Bei Quadraspire baut man leichte Racksysteme aus Holz und Aluminium. Die Idee dahinter ist recht einfach: Man möchte Vibration aus dem Inneren der Geräte sowie Luftschall schnellstmöglich ableiten und nicht in den Ebenen oder Säulen speichern. Auf gar keinen Fall möchte man die Geräte bedämpfen und sie etwa durch Sandfüllung von Röhren oder Ebenen ihrer Lebendigkeit berauben. So etwas hat zwar den Effekt, dass der Kunde sich beim ersten Hineinhören über den satten Bass freut. Diese Freude hält aber oft nur so lange an bis auffällt, dass dieser Effekt meistens schlichtweg an einem der Details beraubten Hochtonbereich liegt.

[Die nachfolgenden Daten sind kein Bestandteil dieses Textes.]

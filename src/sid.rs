//! Packed hierarchical identifiers for the quadsphere mesh.
//!
//! A [`SpatialId`] names one node of a cube-face quadtree refined to
//! [`SpatialId::MAX_RESOLUTION`] levels below the face. The bit packing keeps
//! numeric order aligned with position order: sorting canonical identifiers
//! sorts their leaf spans, so set algebra runs on plain sorted vectors.
//!
//! Layout of the 64-bit value (valid identifiers are never negative):
//!
//! ```text
//! bit  63      always 0
//! bits 62..60  cube face (0..=5)
//! bits 59..6   quadkey: 27 levels x 2 bits, coarsest level first
//! bits  5..0   resolution level (0..=27)
//! ```
//!
//! The quadkey may carry location bits below the stored resolution (the
//! encoder always keeps full-depth position); [`SpatialId::clear_to_resolution`]
//! produces the canonical form with those bits zeroed.

use bytemuck::{Pod, Zeroable};
use std::fmt;

/// Finest quadtree level below a cube face.
pub(crate) const MAX_LEVEL: u8 = 27;

/// Bits reserved for the resolution field.
pub(crate) const LEVEL_BITS: u32 = 6;

/// Bits of the location field: 3 face bits plus 54 quadkey bits.
const LOC_BITS: u32 = 57;

const LEVEL_MASK: i64 = (1 << LEVEL_BITS) - 1;
const LOC_MASK: u64 = (1 << LOC_BITS) - 1;
const FACE_SHIFT: u32 = 60;

/// Total finest-level cells on the mesh: 6 faces x 4^27.
pub(crate) const NUM_LEAVES: u64 = 6 << (2 * MAX_LEVEL as u32);

/// Identifier of one node of the quadsphere mesh.
///
/// A `#[repr(transparent)]` wrapper over `i64` with a stable layout, so
/// slices of identifiers cast to `&[i64]` for flat export (see
/// [`bytemuck::cast_slice`]). Ordering is plain integer ordering, which for
/// canonical identifiers equals leaf-span ordering.
#[repr(transparent)]
#[derive(Clone, Copy, PartialEq, Eq, PartialOrd, Ord, Hash, Pod, Zeroable)]
pub struct SpatialId(i64);

impl SpatialId {
    /// Finest resolution level the mesh supports.
    pub const MAX_RESOLUTION: u8 = MAX_LEVEL;

    /// Sentinel for grid positions with no observation.
    ///
    /// Negative, so it can never collide with a valid identifier; set
    /// operations skip it.
    pub const FILL: SpatialId = SpatialId(-1);

    /// Wrap a raw 64-bit value without validation.
    #[inline]
    pub const fn from_raw(raw: i64) -> Self {
        SpatialId(raw)
    }

    /// The raw 64-bit value.
    #[inline]
    pub const fn raw(self) -> i64 {
        self.0
    }

    /// Assemble an identifier from face, full-depth quadkey, and level.
    #[inline]
    pub(crate) fn from_parts(face: u8, quadkey: u64, level: u8) -> Self {
        debug_assert!(face < 6, "face out of range");
        debug_assert!(quadkey < (1 << 54), "quadkey out of range");
        debug_assert!(level <= MAX_LEVEL, "level out of range");
        let loc = ((face as i64) << 54) | quadkey as i64;
        SpatialId((loc << LEVEL_BITS) | level as i64)
    }

    /// Canonical identifier for an aligned block of finest-level cells.
    #[inline]
    pub(crate) fn from_leaf_block(start: u64, level: u8) -> Self {
        debug_assert!(level <= MAX_LEVEL, "level out of range");
        debug_assert!(start < NUM_LEAVES, "leaf start out of range");
        debug_assert_eq!(
            start & ((1u64 << (2 * (MAX_LEVEL - level) as u32)) - 1),
            0,
            "leaf block start not aligned to its level"
        );
        SpatialId(((start as i64) << LEVEL_BITS) | level as i64)
    }

    /// Resolution level stored in the identifier.
    #[inline]
    pub fn resolution(self) -> u8 {
        (self.0 & LEVEL_MASK) as u8
    }

    /// Cube face (0..=5).
    #[inline]
    pub fn face(self) -> u8 {
        ((self.0 >> FACE_SHIFT) & 0x7) as u8
    }

    /// True for values naming a real mesh node.
    ///
    /// Negative values (including [`SpatialId::FILL`]) and out-of-range face
    /// or level fields are invalid.
    #[inline]
    pub fn is_valid(self) -> bool {
        self.0 >= 0 && self.face() < 6 && (self.0 & LEVEL_MASK) <= MAX_LEVEL as i64
    }

    /// True for the fill sentinel.
    #[inline]
    pub fn is_fill(self) -> bool {
        self == Self::FILL
    }

    /// Re-key with a different stored resolution, keeping full-depth
    /// location bits. `level` must be at most [`SpatialId::MAX_RESOLUTION`].
    #[inline]
    pub fn with_resolution(self, level: u8) -> SpatialId {
        debug_assert!(level <= MAX_LEVEL, "level out of range");
        SpatialId((self.0 & !LEVEL_MASK) | level as i64)
    }

    /// Canonical form: location bits finer than the stored resolution
    /// cleared.
    ///
    /// Two identifiers name the same node exactly when their canonical
    /// forms are equal.
    #[inline]
    pub fn clear_to_resolution(self) -> SpatialId {
        debug_assert!(self.is_valid(), "cannot canonicalize an invalid id");
        let level = self.0 & LEVEL_MASK;
        let shift = 2 * (MAX_LEVEL as u32 - level as u32);
        let loc = (self.leaf_index() >> shift) << shift;
        SpatialId(((loc as i64) << LEVEL_BITS) | level)
    }

    /// True when no location bits are set below the stored resolution.
    #[inline]
    pub fn is_canonical(self) -> bool {
        self.is_valid() && self == self.clear_to_resolution()
    }

    /// Parent node one level coarser, or `None` at level 0.
    #[inline]
    pub fn parent(self) -> Option<SpatialId> {
        let level = self.resolution();
        if level == 0 {
            None
        } else {
            Some(self.with_resolution(level - 1).clear_to_resolution())
        }
    }

    /// The four children one level finer, in ascending order.
    ///
    /// Location bits below the stored resolution are ignored, so full-depth
    /// encoder identifiers yield the same children as their canonical form.
    /// The level must be coarser than the finest level.
    pub fn children(self) -> [SpatialId; 4] {
        let level = self.resolution();
        debug_assert!(level < MAX_LEVEL, "finest-level nodes have no children");
        let child_level = level + 1;
        let quarter = 1u64 << (2 * (MAX_LEVEL - child_level) as u32);
        let base = self.clear_to_resolution().leaf_index();
        [
            Self::from_leaf_block(base, child_level),
            Self::from_leaf_block(base + quarter, child_level),
            Self::from_leaf_block(base + 2 * quarter, child_level),
            Self::from_leaf_block(base + 3 * quarter, child_level),
        ]
    }

    /// True when `other`'s cell lies inside (or equals) this cell.
    #[inline]
    pub fn contains(self, other: SpatialId) -> bool {
        debug_assert!(self.is_valid() && other.is_valid());
        let a = self.clear_to_resolution();
        let b = other.clear_to_resolution();
        let a_start = a.leaf_index();
        let b_start = b.leaf_index();
        a_start <= b_start && b_start + b.leaf_count() <= a_start + a.leaf_count()
    }

    /// Full 57-bit location: face-major index into finest-level cells.
    #[inline]
    pub(crate) fn leaf_index(self) -> u64 {
        ((self.0 as u64) >> LEVEL_BITS) & LOC_MASK
    }

    /// Finest-level cells under a node at this identifier's resolution.
    #[inline]
    pub(crate) fn leaf_count(self) -> u64 {
        1u64 << (2 * (MAX_LEVEL - self.resolution()) as u32)
    }
}

impl fmt::Debug for SpatialId {
    fn fmt(&self, f: &mut fmt::Formatter<'_>) -> fmt::Result {
        if !self.is_valid() {
            return write!(f, "SpatialId(invalid {:#x})", self.0);
        }
        write!(
            f,
            "SpatialId(face={}, level={}, loc={:#016x})",
            self.face(),
            self.resolution(),
            self.leaf_index()
        )
    }
}

/// Coarsest resolution present in `sids`, ignoring fill and invalid entries.
/// `None` when no valid entry exists.
pub fn min_resolution(sids: &[SpatialId]) -> Option<u8> {
    sids.iter()
        .filter(|s| s.is_valid())
        .map(|s| s.resolution())
        .min()
}

/// Finest resolution present in `sids`, ignoring fill and invalid entries.
/// `None` when no valid entry exists.
pub fn max_resolution(sids: &[SpatialId]) -> Option<u8> {
    sids.iter()
        .filter(|s| s.is_valid())
        .map(|s| s.resolution())
        .max()
}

Alle Ebenen sind dreiseitig gefast, um Kantenreflexionen zu unterbinden. Die Ebenen des Q4 Evo sind zudem auf der Unterseite komplex ausgefräst. Sibley hat dokumentiert, dass Entwicklungsleiter Alester Kells' Version 44 der Fräsung auf der Unterseite als klanglich am besten akzeptiert hat. Er ist inzwischen aber bei Version 62 – die Kells leider ebenso verworfen hat wie die vorherigen 17 Verbesserungsversuche. Kein Wunder, denn Kells spürt allen Feinheiten nach und kann stundenlang über den Klangunterschied verschiedener MDF-Dichten, Echtholzfurniere und Lackierungen berichten. Bis heute ist er frustriert, dass Carbonfaser als Ebenenbeschichtung einfach miserabel klingt und Hochglanzlackierungen wirklich nur gut aussehen. Angesichts von Ebenen aus mehreren Lagen getrockneten Bambus kommt er hingegen geradezu ins Schwärmen.

Eine erfolgreiche Entwicklung waren die SVT-Ebenen. Diese wurden ursprünglich für den japanischen Markt entwickelt, wo Röhrenliebhaber den Hitzetod ihrer Verstärker verhindern wollten und dafür mehr Luftzirkulation bei gleichzeitig erhöhter Tragkraft benötigten. Die Ebenen des Modells SVT können jetzt nicht nur doppelt so viel tragen wie die kleineren des Q4 Evo, sondern haben durch ihre speziellen Einschnitte auch noch ungewöhnlich wenig Masse und sind resonanzresistent. Die hier verwendeten Messingringe in den Säulenaufnahmen stehen leicht über und erlauben durch das weiche Material einen verbesserten Übergang vom Holz zu den Säulen.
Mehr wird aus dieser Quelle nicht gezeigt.